Peripherals – A Perspective


Random Shopper:  “Hello sir, I’d like to buy a Nintendo Wii today.”

Employee:  “Oh that’s excellent!  We have a few in stock, I’ll go ring one up for you.”

Random Shopper:  “I really can’t wait to try this out.  I’ve heard it really makes you feel a part of the game with its motion controls!”

Employee:  *whisper “Do you REALLY want to be… in the game?”

Random Shopper:  “Sure! That’s why I’m buying it.”

Employee:  “Then you’ll want some really cool peripherals to use with it!  You simply attach the controller to them!”

Random Shopper:  “Oh really?  Like what?”

Employee:  “Well, you’ll definitely want this plastic gun to get a real feeling for it.”

Random Shopper:  “Okay, sounds good!”

Employee:  “Oh, and how about this sweet Vitality Sensor?”

Random Shopper:  “Um..?”

Employee:  “Yea, it’s great!  It will let the Wii detect if you’re still alive by checking your pulse!”

Random Shopper:  “……..”

Employee:  “Oh and you’ll want this steering wheel, and this tennis racket, and the Wii Motion Plus, and the balance board, and ….”

Random Shopper:  “… Shit”

Has this happened to you?  Eh, probably not, but it could have!  With the big selection of peripherals for nearly every type of gaming system, what’s a person to do?  This isn’t anything new of course.  You could look back in the early days of gaming to see this trend.

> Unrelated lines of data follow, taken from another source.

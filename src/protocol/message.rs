//! Handshake messages and the factories that build them.
//!
//! A [`Message`] is either *connectionless* (prefixed with the `-1` marker,
//! used during the handshake) or *connected* (a net channel payload whose
//! leading 6-bit field names the message type).

use crate::config::{
    AUTH_PROTOCOL_TICKET, CONNECTIONLESS_HEADER, NET_MESSAGE_BITS, PROTOCOL_VERSION,
    SCRATCH_BUFFER_SIZE,
};
use crate::core::bitbuf::{BitReader, BitWriter};
use crate::error::{constants, ProtocolError, Result};
use bytes::Bytes;

/// One-byte type codes carried after the connectionless marker
pub mod packet_type {
    /// Client challenge query
    pub const C2S_QUERY: u8 = b'q';
    /// Client authenticated connect
    pub const C2S_CONNECT: u8 = b'k';
    /// Server challenge acknowledgement
    pub const S2C_CHALLENGE: u8 = b'A';
    /// Server accepted the credentials
    pub const S2C_CONNECTION: u8 = b'B';
    /// Server refused the connection
    pub const S2C_CONNREJECT: u8 = b'9';
}

/// Net message types carried in the leading 6-bit field of connected payloads
pub mod net_message {
    pub const NET_DISCONNECT: u32 = 1;
    pub const NET_STRING_CMD: u32 = 4;
    pub const NET_SIGNON_STATE: u32 = 6;
}

/// How a message travels
#[derive(Debug, Clone, Copy, PartialEq, Eq)]
pub enum MessageKind {
    Connectionless,
    Connected { sub_type: u8 },
}

/// A single datagram payload
#[derive(Debug, Clone, PartialEq, Eq)]
pub struct Message {
    kind: MessageKind,
    data: Bytes,
}

/// Fields of the authenticated connect (`'k'`) packet
#[derive(Debug, Clone, Copy)]
pub struct ConnectRequest<'a> {
    pub client_challenge: i32,
    pub server_challenge: i32,
    pub player_name: &'a str,
    pub password: &'a str,
    pub game_version: &'a str,
    pub identity_id: u64,
    pub ticket: &'a [u8],
}

impl Message {
    /// Tag a raw datagram by inspecting its first bytes
    pub fn classify(data: impl Into<Bytes>) -> Self {
        let data = data.into();
        let mut reader = BitReader::new(&data);

        let kind = match reader.read_i32() {
            Ok(CONNECTIONLESS_HEADER) => MessageKind::Connectionless,
            _ => {
                let sub_type = BitReader::new(&data)
                    .read_bits(NET_MESSAGE_BITS)
                    .map(|t| t as u8)
                    .unwrap_or(0);
                MessageKind::Connected { sub_type }
            }
        };

        Self { kind, data }
    }

    pub fn kind(&self) -> MessageKind {
        self.kind
    }

    pub fn connectionless(&self) -> bool {
        self.kind == MessageKind::Connectionless
    }

    /// Net message type of a connected payload; 0 for connectionless ones
    pub fn sub_type(&self) -> u8 {
        match self.kind {
            MessageKind::Connected { sub_type } => sub_type,
            MessageKind::Connectionless => 0,
        }
    }

    pub fn data(&self) -> &[u8] {
        &self.data
    }

    pub fn into_bytes(self) -> Bytes {
        self.data
    }

    /// Challenge query that opens the handshake.
    pub fn connectionless_query(client_challenge: i32) -> Self {
        let mut data = Vec::with_capacity(9);
        data.extend_from_slice(&CONNECTIONLESS_HEADER.to_le_bytes());
        data.push(packet_type::C2S_QUERY);
        data.extend_from_slice(&client_challenge.to_le_bytes());

        Self {
            kind: MessageKind::Connectionless,
            data: Bytes::from(data),
        }
    }

    /// Authenticated connect packet answering a challenge.
    ///
    /// The trailing block is prefixed with its length and holds the 64-bit
    /// identity followed by the ticket.
    ///
    /// # Errors
    /// `Identity` when the ticket cannot be length-prefixed,
    /// `BufferOverflow` when the strings do not fit in the scratch buffer.
    pub fn connectionless_connect(req: &ConnectRequest<'_>) -> Result<Self> {
        let block_len = u16::try_from(8 + req.ticket.len())
            .map_err(|_| ProtocolError::Identity(constants::ERR_TICKET_TOO_LARGE.into()))?;

        let mut w = BitWriter::with_capacity(SCRATCH_BUFFER_SIZE);
        w.write_i32(CONNECTIONLESS_HEADER)?;
        w.write_u8(packet_type::C2S_CONNECT)?;
        w.write_i32(PROTOCOL_VERSION)?;
        w.write_i32(AUTH_PROTOCOL_TICKET)?;
        w.write_i32(req.server_challenge)?;
        w.write_i32(req.client_challenge)?;
        w.write_cstring(req.player_name.as_bytes())?;
        w.write_cstring(req.password.as_bytes())?;
        w.write_cstring(req.game_version.as_bytes())?;
        w.write_u16(block_len)?;
        w.write_u64(req.identity_id)?;
        w.write_bytes(req.ticket)?;

        Ok(Self {
            kind: MessageKind::Connectionless,
            data: Bytes::from(w.into_bytes()),
        })
    }

    /// Net disconnect carrying a human readable reason
    pub fn disconnect(reason: &str) -> Result<Self> {
        let mut w = BitWriter::with_capacity(SCRATCH_BUFFER_SIZE);
        w.write_bits(net_message::NET_DISCONNECT, NET_MESSAGE_BITS)?;
        w.write_cstring(reason.as_bytes())?;

        Ok(Self {
            kind: MessageKind::Connected {
                sub_type: net_message::NET_DISCONNECT as u8,
            },
            data: Bytes::from(w.into_bytes()),
        })
    }

    /// Wrap already-encoded bytes for sending
    pub fn generic(data: impl Into<Bytes>) -> Self {
        Self::classify(data)
    }
}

When I think back at the early days, I think of something that is probably best forgotten – Rob the Robot.  I have never had a chance to use R.O.B but it was a peripheral for the NES which… well to be honest, I have no idea what he did.  I know that there were only two games that used it – Gyromite and Stack-Up.  It’s just the image of being a young kid and thinking “Oh, there’s a cool robot for my Nintendo!”  I’m more than sure it was for the best that I have never owned one.  However, there was an evil that I did own, an evil greater than most, this being the power glove.

(Oh R.O.B, we barely knew you)

Yeah, that thing really worked well!  I have to say that was one of the most worthless accessories I have ever used.  The damn thing didn’t even work right most of the time and it made games about impossible to play.  Sure, the commercials made it look like something to die for.  You could wear this super cool glove to control all of your games and play in style, the style of shit.  Notice how I’m using a lot of Nintendo examples here?  I don’t think that’s a coincidence, Nintendo just seems to gravitate to peripherals.  But let’s just not pick on Nintendo.  Sega surely has had some crazy ideas back in the day as well.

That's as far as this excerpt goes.